▶ Problem statement: Go over the data and work out how many lines include the word "String". Give that number only.

Records provided section start

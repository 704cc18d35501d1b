//! Client photo normalization before model transmission.
//!
//! Phone photos arrive large and often rotated. Normalization decodes,
//! applies EXIF orientation, caps the longest edge at 1920 preserving the
//! aspect ratio, and re-encodes as JPEG quality 80. Decode failures reject
//! the whole operation — there is no retry or partial output.

use std::io::Cursor;

use base64::Engine as _;
use image::imageops::FilterType;
use image::{DynamicImage, GenericImageView, ImageOutputFormat};
use tracing::debug;

use super::QuoteError;

// ──────────────────────────────────────────────
// Constants
// ──────────────────────────────────────────────

/// Longest edge of the normalized photo.
pub const MAX_EDGE: u32 = 1920;

/// JPEG re-encode quality (0-100).
pub const JPEG_QUALITY: u8 = 80;

/// Smallest plausible image file (smallest valid PNG is ~67 bytes).
const MIN_IMAGE_BYTES: usize = 67;

/// Reject oversized uploads before decoding. Prevents OOM on corrupt or
/// adversarial files.
const MAX_IMAGE_BYTES: usize = 25 * 1024 * 1024; // 25 MB

/// A photo normalized for model input.
#[derive(Debug, Clone)]
pub struct NormalizedPhoto {
    /// JPEG-encoded bytes, longest edge <= `MAX_EDGE`.
    pub jpeg_bytes: Vec<u8>,
    pub width: u32,
    pub height: u32,
}

impl NormalizedPhoto {
    pub fn mime(&self) -> &'static str {
        "image/jpeg"
    }

    /// Base64 body without the data-URI prefix, as the model API wants it.
    pub fn to_base64(&self) -> String {
        base64::engine::general_purpose::STANDARD.encode(&self.jpeg_bytes)
    }

    /// `data:image/jpeg;base64,...` form carried through the booking handoff.
    pub fn to_data_uri(&self) -> String {
        format!("data:{};base64,{}", self.mime(), self.to_base64())
    }
}

/// Normalize an arbitrary user-selected image for transmission.
pub fn normalize_photo(bytes: &[u8]) -> Result<NormalizedPhoto, QuoteError> {
    validate_image_bytes(bytes)?;

    let img = image::load_from_memory(bytes)
        .map_err(|e| QuoteError::ImageProcessing(format!("Failed to decode image: {e}")))?;
    let (orig_w, orig_h) = img.dimensions();

    let img = apply_orientation(img, read_exif_orientation(bytes));

    let (w, h) = img.dimensions();
    let (new_w, new_h) = compute_capped_dimensions(w, h, MAX_EDGE);
    let resized = if (new_w, new_h) == (w, h) {
        img
    } else {
        DynamicImage::ImageRgb8(image::imageops::resize(
            &img.to_rgb8(),
            new_w,
            new_h,
            FilterType::CatmullRom,
        ))
    };

    let jpeg_bytes = encode_jpeg(&resized)?;

    debug!(
        original = format!("{orig_w}x{orig_h}"),
        normalized = format!("{new_w}x{new_h}"),
        jpeg_size = jpeg_bytes.len(),
        "Photo normalized for model input"
    );

    Ok(NormalizedPhoto {
        jpeg_bytes,
        width: new_w,
        height: new_h,
    })
}

/// Decode an inbound image payload: either a `data:` URI or bare base64.
pub fn decode_image_payload(payload: &str) -> Result<Vec<u8>, QuoteError> {
    let b64 = match payload.split_once(";base64,") {
        Some((_, body)) => body,
        None => payload,
    };
    base64::engine::general_purpose::STANDARD
        .decode(b64.trim())
        .map_err(|e| QuoteError::ImageProcessing(format!("Invalid base64 image payload: {e}")))
}

/// Scale dimensions so the longer edge equals `cap`, aspect preserved.
/// Images already within the cap are untouched — no upscaling.
pub fn compute_capped_dimensions(width: u32, height: u32, cap: u32) -> (u32, u32) {
    if width == 0 || height == 0 {
        return (1, 1);
    }

    let longest = width.max(height);
    if longest <= cap {
        return (width, height);
    }

    let scale = cap as f32 / longest as f32;
    let new_w = ((width as f32 * scale).round() as u32).max(1);
    let new_h = ((height as f32 * scale).round() as u32).max(1);
    (new_w, new_h)
}

fn validate_image_bytes(bytes: &[u8]) -> Result<(), QuoteError> {
    if bytes.len() < MIN_IMAGE_BYTES {
        return Err(QuoteError::ImageProcessing(
            "Image data too small to be valid".into(),
        ));
    }
    if bytes.len() > MAX_IMAGE_BYTES {
        return Err(QuoteError::ImageProcessing(format!(
            "Image data exceeds {}MB limit",
            MAX_IMAGE_BYTES / (1024 * 1024)
        )));
    }
    Ok(())
}

fn encode_jpeg(img: &DynamicImage) -> Result<Vec<u8>, QuoteError> {
    let mut cursor = Cursor::new(Vec::new());
    img.write_to(&mut cursor, ImageOutputFormat::Jpeg(JPEG_QUALITY))
        .map_err(|e| QuoteError::ImageProcessing(format!("JPEG encoding failed: {e}")))?;
    Ok(cursor.into_inner())
}

// ──────────────────────────────────────────────
// EXIF orientation
// ──────────────────────────────────────────────

/// Read EXIF orientation tag 0x0112 from raw bytes. 1 (normal) if absent.
fn read_exif_orientation(bytes: &[u8]) -> u32 {
    let mut cursor = Cursor::new(bytes);
    let reader = match exif::Reader::new().read_from_container(&mut cursor) {
        Ok(r) => r,
        Err(_) => return 1,
    };

    reader
        .get_field(exif::Tag::Orientation, exif::In::PRIMARY)
        .and_then(|f| f.value.get_uint(0))
        .unwrap_or(1)
}

fn apply_orientation(img: DynamicImage, orientation: u32) -> DynamicImage {
    match orientation {
        1 => img,
        2 => img.fliph(),
        3 => img.rotate180(),
        4 => img.flipv(),
        5 => img.rotate90().fliph(),
        6 => img.rotate90(),
        7 => img.rotate270().fliph(),
        8 => img.rotate270(),
        _ => img,
    }
}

Records provided section end

▶ Result for this exercise: 2